En esa rivalidad obsesiva se ha movido el PSOE desde hace décadas. Ha competido con el PP en patrioterismo, disputándose la máxima firmeza ante el terrorismo separatista y sus alucinadas derivadas garzonianas, sacando pecho contra reivindicaciones identitarias, contra símbolos, banderas y pancartas. Y ahora, cuando ha entregado el Gobierno a Mariano Rajoy, presidente de un partido corrupto y responsable de las mayores agresiones conocidas contra los trabajadores y las clases más desfavorecidas, hay que recordar cómo y por qué ha llegado el PSOE a esta lamentable degradación.
Pedro Sánchez, el líder defenestrado, recibió del comité federal el mandato de no pactar con los que quieren “romper España”. Es un sarcasmo añadir que también recibió el mandato de evitar unas terceras elecciones, o sea, ahí te estrelles que no tienes solución. Y en la refriega han vuelto a ganar los jacobinos, aun a costa de dejar al partido hecho unos zorros, chupando rueda del PP, aceptando las migajas del eterno segundón, quedando casi en ruinas y sin pintar nada precisamente en las comunidades en las que hierve el problema identitario.

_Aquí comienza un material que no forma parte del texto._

//! Compile command implementation
//!
//! Resolves the batch of checklists, picks a page source (saved pages or the
//! throttled HTTP retriever), retrieves every page, then extracts and
//! aggregates them into one summary.

use super::shared::{load_configuration, load_taxonomy, read_batch_text};
use crate::app::services::compiler::{CompiledSummary, compile_documents, format_report};
use crate::app::services::retrieval::batch::create_retrieval_progress_bar;
use crate::app::services::retrieval::{
    ChecklistTarget, HtmlRetriever, LocalPageSource, PageSource, parse_batch_input,
    resolve_crawl_delay, retrieve_batch,
};
use crate::cli::args::{CompileArgs, OutputFormat};
use crate::config::Config;
use anyhow::Context;
use std::sync::Arc;
use std::time::Instant;
use tracing::{debug, info};

/// Run the compile command
pub async fn run_compile(args: CompileArgs) -> anyhow::Result<()> {
    let start_time = Instant::now();
    info!("Starting eBird compiler");
    debug!("Command line arguments: {:?}", args);

    args.validate()?;

    let mut config = load_configuration(args.config_file.as_deref(), args.taxonomy.as_deref())?;
    if !args.show_progress() {
        config = config.without_progress();
    }
    if args.ignore_robots {
        config = config.without_robots_txt();
    }

    let (source, targets) = prepare_source(&args, &config).await?;
    info!("Compiling {} checklist(s)", targets.len());

    let taxonomy = load_taxonomy(&config).await?;

    let progress = config
        .show_progress
        .then(|| create_retrieval_progress_bar(targets.len() as u64));
    let documents = retrieve_batch(source, targets, progress).await?;

    let compiled = compile_documents(&documents, &taxonomy)?;
    info!(
        "Compiled {} checklist(s) in {:.1}s",
        compiled.checklist_count,
        start_time.elapsed().as_secs_f64()
    );

    print_summary(&compiled, args.output_format)
}

/// Choose the page source and build the target list
async fn prepare_source(
    args: &CompileArgs,
    config: &Config,
) -> anyhow::Result<(Arc<dyn PageSource>, Vec<ChecklistTarget>)> {
    if let Some(pattern) = &args.pages {
        let local = LocalPageSource::from_glob(pattern)?;
        let targets = if args.entries.is_empty() && args.input_file.is_none() {
            local.targets()
        } else {
            let text = batch_text(args).await?;
            parse_batch_input(&text, &config.checklist_base_url)?
        };
        let source: Arc<dyn PageSource> = Arc::new(local);
        return Ok((source, targets));
    }

    let text = batch_text(args).await?;
    let targets = parse_batch_input(&text, &config.checklist_base_url)?;

    let retriever = Arc::new(HtmlRetriever::from_config(config, config.default_crawl_delay()));
    if config.respect_robots_txt {
        let probe = Arc::clone(&retriever);
        let first_url = targets[0].url.clone();
        let default_delay = config.default_crawl_delay();

        let delay = tokio::task::spawn_blocking(move || {
            resolve_crawl_delay(probe.as_ref(), &first_url, probe.user_agent(), default_delay)
        })
        .await
        .context("robots.txt lookup task failed")?;

        retriever.set_crawl_delay(delay);
    }
    info!("Crawl delay: {:?}", retriever.crawl_delay());

    let source: Arc<dyn PageSource> = retriever;
    Ok((source, targets))
}

async fn batch_text(args: &CompileArgs) -> anyhow::Result<String> {
    if args.entries.is_empty() {
        read_batch_text(args.input_file.as_ref()).await
    } else {
        Ok(args.entries.join("\n"))
    }
}

fn print_summary(compiled: &CompiledSummary, format: OutputFormat) -> anyhow::Result<()> {
    match format {
        OutputFormat::Text => {
            print!("{}", format_report(compiled, true));
        }
        OutputFormat::Json => {
            let json = serde_json::to_string_pretty(compiled)
                .context("Failed to serialize summary as JSON")?;
            println!("{}", json);
        }
    }
    Ok(())
}
//! Shared test utilities and fixtures for compiler tests

use crate::app::services::retrieval::FetchedDocument;


/// Wrap page HTML as a retrieved document
pub fn create_test_document(identifier: &str, html: String) -> FetchedDocument {
    FetchedDocument {
        identifier: identifier.to_string(),
        url: format!("https://ebird.org/checklist/{}", identifier),
        html,
    }
}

El PSOE ha preferido, una vez más, esquivar todo acercamiento a quienes defienden el Estado plurinacional, aun a costa de su propia deflagración, aun a costa de perpetuar su carácter de monaguillo, aun a costa de renunciar a su supuesta vocación progresista y de izquierdas. Antes negra que rota, ha sido la decisión. Y eso presuponiendo que el ejercicio del derecho a decidir implicase necesariamente la ruptura, lo que tampoco debería ser una hecatombe porque sería una prueba evidente de que lo que pudiera romperse ya está roto.
Por esta obsesión de no rozarse con los nacionalistas o con los que defienden el derecho democrático a decidir otro destino que no sea la España Una, vuelven el agostazo, el marzazo, el abstencionazo y todos los fracasos y traiciones que las sucesivas direcciones del PSOE han venido protagonizando para su desgracia y a costa de entregar el poder a la España negra disfrazada de UPN o de PP. Todo, antes de que del Ebro para abajo puedan ser acusados de malos españoles. Una vez más, y esta es la otra cara de la tragedia, los dirigentes del PSOE se distancian de sus bases, cada vez más escasas, más desengañadas, más abatidas. Mientras tanto, la derecha saca pecho y aplauden -serviles y por fin tranquilos- los poderes mediáticos.